I just posted the following comment on the UCC Local Church Transformation listserve or email discussion group. I thought afterwards it was something I should post here. It is in response to two other pastors expressing their lostness in how to lead their congregations to listen and discern God's will for them and their own frustration and desire to cut and run because of all the resistance and sabotage they experience as pastors at the churches they are serving:

The first thing that helped me was 17 years ago beginning working a 12 step recovery program and learning in practical ways what it meant to have a spiritual relationship with God. After years of "talking about God and Jesus" and focusing on the "social justice agenda", 12 step led me to see the necessity of and what it meant to have a personal relationship with Jesus Christ. I had avoided the latter for years because the fundamentalists only talked about that seemingly all the time in my opinion to avoid the question of social justice. But I began to realize I was cutting off my nose to spite my face. And that it was my way of keeping large pieces of my life from God's control or believing that I was.
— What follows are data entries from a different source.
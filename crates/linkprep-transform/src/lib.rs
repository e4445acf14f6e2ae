//! Name normalization and nickname grouping for record linkage.
//!
//! This crate is the pure core of linkprep:
//!
//! - **normalization**: canonical text form and month/year validation
//! - **nickname**: read-only nickname table with self-fallback resolution
//! - **segment**: front/back splits of compound given names
//! - **transformer**: per-record assembly and parallel batch mapping
//!
//! Nothing here performs I/O.

pub mod nickname;
pub mod normalization;
pub mod options;
pub mod segment;
pub mod transformer;

pub use nickname::NicknameTable;
pub use normalization::{YearRange, clean_month, clean_year, normalize_optional, normalize_text};
pub use options::TransformOptions;
pub use segment::segment_given_name;
pub use transformer::{RecordTransformer, Transformed, transform};
//! End-to-end record transformation scenarios.

use std::num::NonZeroUsize;

use linkprep_model::{InputFields, OUTPUT_FIELDS, RawRecord, TransformError};
use linkprep_transform::{NicknameTable, RecordTransformer, TransformOptions, YearRange, transform};

fn source(given: &str, family: &str, month: &str, year: &str) -> RawRecord {
    RawRecord::from_pairs([
        ("record_id", "r-1"),
        ("name_first_middle", given),
        ("name_last", family),
        ("mob", month),
        ("yob", year),
        ("site", "  North Campus "),
    ])
}

#[test]
fn bob_allen_obrien() {
    let table = NicknameTable::build([("bob", "robert")]);
    let result = transform(&source("Bob Allen", "O'Brien", "02", "1985"), &table)
        .expect("transform");
    let record = &result.record;

    assert_eq!(record.get("given"), Some("bob allen"));
    assert_eq!(record.get("family"), Some("obrien"));
    assert_eq!(record.get("month"), Some("2"));
    assert_eq!(record.get("year"), Some("1985"));
    assert_eq!(record.get("complete"), Some("bob allen obrien"));
    assert_eq!(record.get("given_nickname"), Some("robert"));
    assert_eq!(record.get("given_first_word"), Some("bob"));
    assert_eq!(record.get("given_middle_initial"), Some("a"));
    assert_eq!(record.get("given_all_but_first"), Some("allen"));
    assert_eq!(record.get("given_all_but_final"), Some("bob"));
    assert_eq!(record.get("given_final_initial"), Some("b"));
    assert_eq!(record.get("given_final_word"), Some("allen"));
    assert!(result.issues.is_empty());
}

#[test]
fn invalid_month_degrades_to_empty() {
    let table = NicknameTable::empty();
    let result = transform(&source("Ann", "Lee", "13", "1985"), &table).expect("transform");
    assert_eq!(result.record.get("month"), Some(""));
    assert_eq!(result.record.get("year"), Some("1985"));
    assert_eq!(result.record.get("given"), Some("ann"));
    assert_eq!(result.issues.len(), 1);
    assert_eq!(result.issues[0].field(), "mob");
}

#[test]
fn missing_year_column_is_an_error() {
    let table = NicknameTable::empty();
    let raw = RawRecord::from_pairs([
        ("name_first_middle", "Ann"),
        ("name_last", "Lee"),
        ("mob", "4"),
    ]);
    let error = transform(&raw, &table).expect_err("missing yob");
    assert_eq!(
        error,
        TransformError::MissingField {
            field: "yob".to_string()
        }
    );
}

#[test]
fn empty_given_name() {
    let table = NicknameTable::build([("bob", "robert")]);
    let result = transform(&source("", "Van der Berg", "1", "1970"), &table).expect("transform");
    let record = &result.record;
    assert_eq!(record.get("given"), Some(""));
    assert_eq!(record.get("given_nickname"), Some(""));
    for field in &OUTPUT_FIELDS[6..] {
        assert_eq!(record.get(field), Some(""), "{field}");
    }
    assert_eq!(record.get("complete"), Some("van der berg"));
}

#[test]
fn empty_family_name() {
    let table = NicknameTable::empty();
    let result = transform(&source("Ann Marie", "", "", ""), &table).expect("transform");
    assert_eq!(result.record.get("complete"), Some("ann marie"));
}

#[test]
fn output_field_order_and_passthrough() {
    let table = NicknameTable::empty();
    let raw = source("Ann", "Lee", "4", "1990");
    let result = transform(&raw, &table).expect("transform");

    let names: Vec<&str> = result.record.names().collect();
    let mut expected: Vec<&str> = OUTPUT_FIELDS.to_vec();
    expected.extend(["record_id", "site"]);
    assert_eq!(names, expected);

    for (name, value) in raw.iter() {
        if ["name_first_middle", "name_last", "mob", "yob"].contains(&name) {
            continue;
        }
        assert_eq!(result.record.get(name), Some(value));
    }
    assert_eq!(result.record.get("site"), Some("  North Campus "));
}

#[test]
fn transform_is_deterministic() {
    let table = NicknameTable::build([("bob", "robert"), ("liz", "elizabeth")]);
    let raw = source("Liz Ann", "Ñúñez", "07", "1964");
    let first = transform(&raw, &table).expect("first");
    let second = transform(&raw, &table).expect("second");
    assert_eq!(first, second);
    assert_eq!(first.record.get("family"), Some("nunez"));
    assert_eq!(first.record.get("given_nickname"), Some("elizabeth"));
}

#[test]
fn custom_columns_and_year_range() {
    let table = NicknameTable::empty();
    let fields = InputFields {
        given: "first_name".to_string(),
        family: "last_name".to_string(),
        month: "birth_month".to_string(),
        year: "birth_year".to_string(),
    };
    let options = TransformOptions::new()
        .with_fields(fields)
        .with_year_range(YearRange::new(1902, 2009));
    let transformer = RecordTransformer::new(&table, options);

    let raw = RawRecord::from_pairs([
        ("first_name", "Zoë"),
        ("last_name", "Smith-Jones"),
        ("birth_month", "11"),
        ("birth_year", "2015"),
    ]);
    let result = transformer.transform(&raw).expect("transform");
    assert_eq!(result.record.get("given"), Some("zoe"));
    assert_eq!(result.record.get("family"), Some("smith jones"));
    assert_eq!(result.record.get("month"), Some("11"));
    assert_eq!(result.record.get("year"), Some(""));
    assert_eq!(result.record.len(), 12);

    let missing = RawRecord::from_pairs([("name_first_middle", "Ann")]);
    let error = transformer.transform(&missing).expect_err("missing");
    assert_eq!(
        error,
        TransformError::MissingField {
            field: "first_name".to_string()
        }
    );
}

#[test]
fn parallel_batch_keeps_order_and_isolates_failures() {
    let table = NicknameTable::build([("bob", "robert")]);
    let mut records: Vec<RawRecord> = (0..103)
        .map(|idx| source(&format!("Bob {idx}"), "Lee", "1", "1990"))
        .collect();
    records[50] = RawRecord::from_pairs([("name_first_middle", "Bob")]);

    let transformer = RecordTransformer::new(
        &table,
        TransformOptions::new().with_workers(NonZeroUsize::new(4)),
    );
    let results = transformer.transform_batch(&records);

    assert_eq!(results.len(), 103);
    for (idx, result) in results.iter().enumerate() {
        if idx == 50 {
            assert!(matches!(result, Err(TransformError::MissingField { field }) if field == "name_last"));
            continue;
        }
        let prepared = result.as_ref().expect("prepared");
        assert_eq!(prepared.record.get("given_final_word"), Some(idx.to_string().as_str()));
        assert_eq!(prepared.record.get("given_nickname"), Some("robert"));
    }
}

#[test]
fn spelling_variants_produce_the_same_keys() {
    let table = NicknameTable::empty();
    let sharp_s = transform(&source("Ævar", "Strauß", "5", "1960"), &table).expect("transform");
    let spelled = transform(&source("Aevar", "Strauss", "5", "1960"), &table).expect("transform");
    assert_eq!(sharp_s.record.get("complete"), Some("aevar strauss"));
    assert_eq!(sharp_s.record.get("complete"), spelled.record.get("complete"));
}

#[test]
fn self_listed_nickname_is_not_a_change() {
    let table = NicknameTable::build([("ann", "ann"), ("annie", "ann")]);
    let listed = transform(&source("Ann", "Lee", "", ""), &table).expect("transform");
    assert_eq!(listed.record.get("given_nickname"), Some("ann"));
    assert!(!listed.nickname_applied);

    let mapped = transform(&source("Annie", "Lee", "", ""), &table).expect("transform");
    assert_eq!(mapped.record.get("given_nickname"), Some("ann"));
    assert!(mapped.nickname_applied);
}

#[test]
fn passthrough_named_like_output_field_is_shadowed() {
    let table = NicknameTable::empty();
    let mut raw = source("Ann", "Lee", "", "");
    raw.insert("given", "kept as passthrough");
    let result = transform(&raw, &table).expect("transform");

    let givens: Vec<&str> = result
        .record
        .iter()
        .filter(|(name, _)| *name == "given")
        .map(|(_, value)| value)
        .collect();
    assert_eq!(givens, vec!["ann", "kept as passthrough"]);
    assert_eq!(result.record.get("given"), Some("ann"));
}
use std::fs;
use std::path::PathBuf;

use linkprep_ingest::{
    IngestError, read_headers, read_nickname_rows, read_source_records, validate_no_collisions,
    validate_required_fields,
};
use linkprep_model::InputFields;

fn temp_file(dir: &tempfile::TempDir, name: &str, contents: &str) -> PathBuf {
    let path = dir.path().join(name);
    fs::write(&path, contents).expect("write file");
    path
}

#[test]
fn reads_source_names_with_passthrough_columns() {
    let dir = tempfile::tempdir().expect("temp dir");
    let path = temp_file(
        &dir,
        "source_names.csv",
        "record_id,name_first_middle,name_last,mob,yob,notes\n\
         1,Bob Allen,O'Brien,02,1985,\"moved, 2019\"\n\
         2,José,García,,1990,\n",
    );

    let table = read_source_records(&path).expect("read csv");
    assert_eq!(
        table.headers,
        vec!["record_id", "name_first_middle", "name_last", "mob", "yob", "notes"]
    );
    assert_eq!(table.records.len(), 2);
    assert_eq!(table.records[0].get("notes"), Some("moved, 2019"));
    assert_eq!(table.records[1].get("name_first_middle"), Some("José"));
    assert_eq!(table.records[1].get("mob"), Some(""));

    let fields = InputFields::default();
    validate_required_fields(&table.headers, &fields.required(), &table.path)
        .expect("required present");
    validate_no_collisions(&table.headers, &fields, &table.path).expect("no collisions");
}

#[test]
fn missing_required_column_is_reported() {
    let dir = tempfile::tempdir().expect("temp dir");
    let path = temp_file(&dir, "source.csv", "name_first_middle,name_last,mob\nA,B,1\n");
    let headers = read_headers(&path).expect("headers");

    let error = validate_required_fields(&headers, &InputFields::default().required(), &path)
        .expect_err("yob missing");
    assert!(matches!(error, IngestError::MissingColumn { ref column, .. } if column == "yob"));
    assert!(error.to_string().contains("source.csv"));
}

#[test]
fn nickname_rows_keep_file_order() {
    let dir = tempfile::tempdir().expect("temp dir");
    let path = temp_file(
        &dir,
        "nickname_lookup.csv",
        "raw_name,name_group\nchris,christopher\nbob,robert\nchris,christine\n",
    );
    let rows = read_nickname_rows(&path).expect("rows");
    let variants: Vec<&str> = rows.iter().map(|(variant, _)| variant.as_str()).collect();
    assert_eq!(variants, vec!["chris", "bob", "chris"]);
    assert_eq!(rows[2].1, "christine");
}
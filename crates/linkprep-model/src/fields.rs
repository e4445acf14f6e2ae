//! Field names for source and prepared records.

use serde::{Deserialize, Serialize};

/// Default source column holding first and middle names.
pub const NAME_FIRST_MIDDLE: &str = "name_first_middle";
/// Default source column holding the last name.
pub const NAME_LAST: &str = "name_last";
/// Default source column holding the month of birth.
pub const MOB: &str = "mob";
/// Default source column holding the year of birth.
pub const YOB: &str = "yob";

pub const GIVEN: &str = "given";
pub const FAMILY: &str = "family";
pub const MONTH: &str = "month";
pub const YEAR: &str = "year";
pub const COMPLETE: &str = "complete";
pub const GIVEN_NICKNAME: &str = "given_nickname";
pub const GIVEN_FIRST_WORD: &str = "given_first_word";
pub const GIVEN_MIDDLE_INITIAL: &str = "given_middle_initial";
pub const GIVEN_ALL_BUT_FIRST: &str = "given_all_but_first";
pub const GIVEN_ALL_BUT_FINAL: &str = "given_all_but_final";
pub const GIVEN_FINAL_INITIAL: &str = "given_final_initial";
pub const GIVEN_FINAL_WORD: &str = "given_final_word";

/// Canonical output columns, in the order downstream hashing tools expect.
pub const OUTPUT_FIELDS: [&str; 12] = [
    GIVEN,
    FAMILY,
    MONTH,
    YEAR,
    COMPLETE,
    GIVEN_NICKNAME,
    GIVEN_FIRST_WORD,
    GIVEN_MIDDLE_INITIAL,
    GIVEN_ALL_BUT_FIRST,
    GIVEN_ALL_BUT_FINAL,
    GIVEN_FINAL_INITIAL,
    GIVEN_FINAL_WORD,
];

/// Returns true if `name` is one of the canonical output columns.
pub fn is_output_field(name: &str) -> bool {
    OUTPUT_FIELDS.contains(&name)
}

/// Source column names for the four required input roles.
///
/// Defaults to `name_first_middle`, `name_last`, `mob` and `yob`. Sources
/// with different headers can rename them through the config file.
#[derive(Debug, Clone, PartialEq, Eq, Serialize, Deserialize)]
#[serde(default)]
pub struct InputFields {
    pub given: String,
    pub family: String,
    pub month: String,
    pub year: String,
}

impl Default for InputFields {
    fn default() -> Self {
        Self {
            given: NAME_FIRST_MIDDLE.to_string(),
            family: NAME_LAST.to_string(),
            month: MOB.to_string(),
            year: YOB.to_string(),
        }
    }
}

impl InputFields {
    /// Required column names in role order (given, family, month, year).
    pub fn required(&self) -> [&str; 4] {
        [
            self.given.as_str(),
            self.family.as_str(),
            self.month.as_str(),
            self.year.as_str(),
        ]
    }

    /// Returns true if `name` is consumed by one of the required roles.
    pub fn is_required(&self, name: &str) -> bool {
        self.required().contains(&name)
    }
}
I kept calling it "responsibility" as if by having a personal relationship with Jesus Christ and trusting God with my whole life I was somehow becoming a numbed out idiot who would never again act responsibly in the world if I "turned my whole life over to God." What I found was that I began to act more responsibly! And that my life was changing in ways I never imagined. And that listening, and prayer and Bible reflection and meditation became daily practices in my life. I couldn't live without them now. It is the only way I can preach God's Word because I know God and God's beloved Jesus Christ...rather than knowing about them.

Thus, when 10 years ago we began to look at "transformation" here at Fairlawn West...or when I began to and when I began to hear from Bruce Cole and Bill Easum and Tom Bandy and others the hard work that would lie ahead...I trusted that word because I trusted God. I shifted from being a local church service manager to being a spiritual leader. I just kept modeling personally and as the pastoral leader that role. Its what my ordination vows and my installation covenant called for anyway! Not everyone liked that. They wanted me to be more their personal social worker, to be the church manager, to be their personal "prayer", to take all the responsibility for the spiritual life of the church. I would not except that but continued to model my own personal and church pastor spiritual life. I had to trust it myself or I could never help them to see the power of trusting in their lives. So...transformation has to begin with us...personally!!!!!....first!!!!! Focus on your spiritual life. Take the time. Give your life over to the commandments! For me the 4th...honor the sabbath and keep it holy...is preeminent. Not talking about Sunday per se, but an every 7 day sabbath which is the beginning of my doing what God does. My life through sabbath observance begins to be in line with God's "weekly" practice from Genesis 1. And then...all things will follow. I need fewer if any "retreats" to monasteries or church camps, because sabbath is part of my life. If you ask our congregation now...they will tell you that the practice of prayer, Bible reflection and listening to God are much, much more clear for us. Whereas even up to 10 years ago for me it was still something "out there" I was struggling to do let alone understand it now was becoming something naturally part of our whole life...it was a recovery or a transformation...by the grace of God. Our corporate life is focused first spiritually...and the justice work multiplied at least 4x when our spiritual life became a core value and a bedrock belief of our congregational life. But it took Bruce many years ago in an email on the Easum Bandy leadership listserv when we were just starting and I was ready to throw in the towel, saying the word "persevere" that I decided to keep at.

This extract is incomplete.